[Start of Attachment]

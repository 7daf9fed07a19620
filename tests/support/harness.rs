use std::net::SocketAddr;
use std::sync::Arc;

use anyhow::{Result, anyhow};
use tokio::task::JoinHandle;

use condproxy::{
    build_engine,
    cli::LogFormat,
    proxy::{ProxyServer, StopHandle},
    settings::Settings,
};

use super::dirs::TestDirs;
use super::http_utils::exchange;

fn default_test_settings(dirs: &TestDirs) -> Settings {
    let mut settings = Settings::with_defaults(
        "127.0.0.1:0".parse().expect("loopback address"),
        dirs.cache_dir.clone(),
    );
    settings.log = LogFormat::Text;
    settings.client_timeout = 5;
    settings.upstream_connect_timeout = 2;
    settings.upstream_timeout = 5;
    settings
}

/// A running proxy on an ephemeral port, backed by a temporary cache directory.
pub struct ProxyHarness {
    pub dirs: TestDirs,
    pub addr: SocketAddr,
    pub settings: Arc<Settings>,
    stop: StopHandle,
    handle: JoinHandle<Result<()>>,
}

impl ProxyHarness {
    pub async fn spawn() -> Result<Self> {
        Self::spawn_with(|_| {}).await
    }

    pub async fn spawn_with(configure: impl FnOnce(&mut Settings)) -> Result<Self> {
        Self::spawn_in(TestDirs::new()?, configure).await
    }

    /// Start a proxy over existing directories, e.g. to reuse a cache across restarts.
    pub async fn spawn_in(dirs: TestDirs, configure: impl FnOnce(&mut Settings)) -> Result<Self> {
        let mut settings = default_test_settings(&dirs);
        configure(&mut settings);
        settings.validate()?;
        let settings = Arc::new(settings);

        let engine = Arc::new(build_engine(&settings).await?);
        let server = ProxyServer::bind(settings.clone(), engine).await?;
        let addr = server.local_addr();
        let stop = server.stop_handle();
        let handle = tokio::spawn(server.run());

        Ok(Self {
            dirs,
            addr,
            settings,
            stop,
            handle,
        })
    }

    pub async fn send(&self, request: &[u8]) -> Result<Vec<u8>> {
        exchange(self.addr, request).await
    }

    /// Request `url` using the raw-line client shape.
    pub async fn get(&self, url: &str) -> Result<Vec<u8>> {
        self.send(url.as_bytes()).await
    }

    /// Request `url` using an HTTP request line.
    pub async fn get_request_line(&self, url: &str) -> Result<Vec<u8>> {
        let request = format!("GET {url} HTTP/1.1\r\nHost: proxy\r\nUser-Agent: test\r\n\r\n");
        self.send(request.as_bytes()).await
    }

    pub fn cached(&self, url: &str) -> Option<Vec<u8>> {
        std::fs::read(self.dirs.cache_file(url)).ok()
    }

    /// Stop accepting, wait for the accept loop to exit, and hand back the directories.
    pub async fn shutdown(self) -> Result<TestDirs> {
        self.stop.stop();
        self.handle
            .await
            .map_err(|err| anyhow!("proxy task failed: {err}"))??;
        Ok(self.dirs)
    }
}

[End of Attachment]

__What to do__
Scan the data above, please, and give the number of lines where the word "StopHandle" occurs, with no further text.

__Response to this task__
2